Steve Griffin, Deseret News

Could a portion of Lone Peak have been destroyed, or altered, by a dynamite blast in 1937?

“Will dynamite crash hilltop(?)” was the headline of an Associated Press story in the Ogden Standard-Examiner of Aug. 19, 1937.

The story stated, “Lone Peak, lofty outcropping of the Wasatch range upon which a great airliner crashed last winter, is to be blasted at its tip into a tomb for the tragedy that claimed seven lives.” (See story on newspapers.com, subscription required.)

On Dec. 15, 1936, a Western Air Express Boeing 247 crashed just below Hardy Ridge on Lone Peak. Most of the aircraft was hurled over the ridge and dropped over a thousand feet into the basin below.

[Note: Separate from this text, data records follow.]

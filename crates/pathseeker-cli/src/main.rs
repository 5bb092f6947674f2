//! PathSeeker CLI - a terminal client for the PathSeeker career guidance service.
//!
//! Sign in, manage your profile, and take the career assessment quiz from
//! the command line. Sessions persist between runs and renew themselves
//! while the refresh token is valid.

mod commands;
mod prompt;

use std::io;
use std::path::{Path, PathBuf};
use std::sync::Arc;

use anyhow::{Context, Result};
use clap::{Args, Parser, Subcommand};
use tracing::{info, warn};
use tracing_appender::non_blocking::WorkerGuard;
use tracing_subscriber::{fmt, prelude::*, EnvFilter};

use pathseeker_core::auth::{IdentityClient, SessionManager};
use pathseeker_core::config::{normalize_base_url, Config};
use pathseeker_core::models::{Education, WorkExperience};
use pathseeker_core::ApiClient;

/// When set, logs go to this file instead of stderr
const LOG_FILE_ENV: &str = "PATHSEEKER_LOG_FILE";

#[derive(Parser)]
#[command(name = "pathseeker", version, about = "PathSeeker career guidance from the terminal")]
struct Cli {
    /// API base URL (defaults to PATHSEEKER_API_BASE, then the config file)
    #[arg(long, global = true)]
    api_base: Option<String>,

    #[command(subcommand)]
    command: Command,
}

#[derive(Subcommand)]
enum Command {
    /// Sign in with email and password
    Login {
        #[arg(long)]
        email: Option<String>,
    },
    /// Sign out and forget stored tokens
    Logout,
    /// Show session and configuration state
    Status,
    /// Create a new account
    Register,
    /// View or edit your profile
    Profile {
        #[command(subcommand)]
        action: ProfileAction,
    },
    /// Take the career assessment quiz
    Quiz,
}

#[derive(Subcommand)]
enum ProfileAction {
    Show,
    Edit(EditArgs),
}

#[derive(Args, Default)]
pub struct EditArgs {
    #[arg(long)]
    pub first_name: Option<String>,
    #[arg(long)]
    pub last_name: Option<String>,
    #[arg(long)]
    pub bio: Option<String>,
    #[arg(long = "add-skill")]
    pub add_skills: Vec<String>,
    #[arg(long = "remove-skill")]
    pub remove_skills: Vec<String>,
    #[arg(long = "add-interest")]
    pub add_interests: Vec<String>,
    #[arg(long = "remove-interest")]
    pub remove_interests: Vec<String>,
    /// "institution,degree,field,start,end"
    #[arg(long = "add-education", value_parser = commands::parse_education)]
    pub add_education: Vec<Education>,
    /// Entry number as listed by `profile show`
    #[arg(long = "remove-education")]
    pub remove_education: Vec<usize>,
    /// "company,title,start,end,description"
    #[arg(long = "add-work", value_parser = commands::parse_work_experience)]
    pub add_work: Vec<WorkExperience>,
    #[arg(long = "remove-work")]
    pub remove_work: Vec<usize>,
}

/// Initialize the tracing subscriber for logging.
/// The returned guard must live until exit so buffered file logs are flushed.
fn init_tracing() -> Result<Option<WorkerGuard>> {
    // Use RUST_LOG env var to control log level (e.g., RUST_LOG=debug)
    let filter = EnvFilter::try_from_default_env()
        .unwrap_or_else(|_| EnvFilter::new("warn"));

    let Some(path) = std::env::var_os(LOG_FILE_ENV).map(PathBuf::from) else {
        tracing_subscriber::registry()
            .with(fmt::layer().with_writer(io::stderr))
            .with(filter)
            .init();
        return Ok(None);
    };

    let dir = path
        .parent()
        .filter(|p| !p.as_os_str().is_empty())
        .unwrap_or_else(|| Path::new("."));
    let file_name = path
        .file_name()
        .with_context(|| format!("Invalid log file path: {}", path.display()))?;
    let (writer, guard) = tracing_appender::non_blocking(tracing_appender::rolling::never(dir, file_name));

    tracing_subscriber::registry()
        .with(fmt::layer().with_writer(writer).with_ansi(false))
        .with(filter)
        .init();
    Ok(Some(guard))
}

#[tokio::main]
async fn main() -> Result<()> {
    // Load .env file if present (silently ignore if not found)
    let _ = dotenvy::dotenv();

    let cli = Cli::parse();
    let _log_guard = init_tracing()?;
    info!("PathSeeker CLI starting");

    let mut config = match Config::load() {
        Ok(c) => c,
        Err(e) => {
            warn!(error = %e, "Failed to load config, using defaults");
            Config::default()
        }
    };

    let base_url = match cli.api_base {
        Some(ref base) => normalize_base_url(base),
        None => config.effective_api_base(),
    };

    let store = config.token_store()?;
    let identity = IdentityClient::new(&base_url)?;
    let session = Arc::new(SessionManager::new(store, identity));
    session.initialize();
    let mut redirects = session.redirects();
    let client = ApiClient::new(session)?;

    let result = match cli.command {
        Command::Login { email } => commands::login(&client, &mut config, email).await,
        Command::Logout => commands::logout(&client),
        Command::Status => commands::status(&client, &config),
        Command::Register => commands::register(&client).await,
        Command::Profile { action: ProfileAction::Show } => commands::profile_show(&client).await,
        Command::Profile { action: ProfileAction::Edit(args) } => {
            commands::profile_edit(&client, args).await
        }
        Command::Quiz => commands::quiz(),
    };

    if let Ok(redirect) = redirects.try_recv() {
        info!(path = %redirect.path, "Session ended, login required");
        eprintln!("Your session has expired. Run `pathseeker login` to sign in again.");
    }

    info!("PathSeeker CLI shutting down");
    result
}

Lone Peak is an 11,253-foot above sea level summit in the Wasatch Mountains, located east of Draper. (However, strictly speaking, Hardy Ridge is located hundreds of yards south of Lone Peak, above Hardy Lake.)


Lone Peak rises above the clouds as the setting sun illuminates the mountain on the south end of the Salt Lake Valley on Tuesday, April 16, 2019.

Steve Griffin, Deseret News

The AP story stated that Western Air Express had secured permission from the U.S. Forest Service to dynamite the mountain top. This was in order to “bury the crash area which now attracts sight-seers and which, because of frequent rock slides, is considered a menace.”

The story stated that the seven bodies, luggage, mail and plane parts were all recovered after six months of searching, followed by two months of digging and removal work.

It does not appear that Lone Peak itself was ever dynamited. No reports of such a blast could be found. It is also unlikely (or at least unclear) dynamite was ever used on Hardy Ridge, either, to help obscure the crash site.

(The Lone Peak area includes a lot of unstable looking rock and so an explosion likely could have altered its appearance significantly.)

In any event, according to www.lostflights.com, Amelia Earhart herself participated in the search for the plane early on, but it wasn’t located until July 1937 (the month Earhart disappeared).

(There have been four deaths on Lone Peak in the past several decades. Two were from lightning and two were from falls off cliffs.)


Lone Peak mountain surrounded by clouds on Nov. 23, 2004.

Stuart Johnson

Notwithstanding the Lone Peak area’s disastrous plane crash, it has always been a popular hiking destination.

• “Teachers climb peak” was a Sept. 6, 1915, headline in the Salt Lake Telegram newspaper. The story said 15 principals and teachers from the Jordan School District climbed the peak on Labor Day weekend. They faced a heavy wind and snowstorm halfway up the mountain.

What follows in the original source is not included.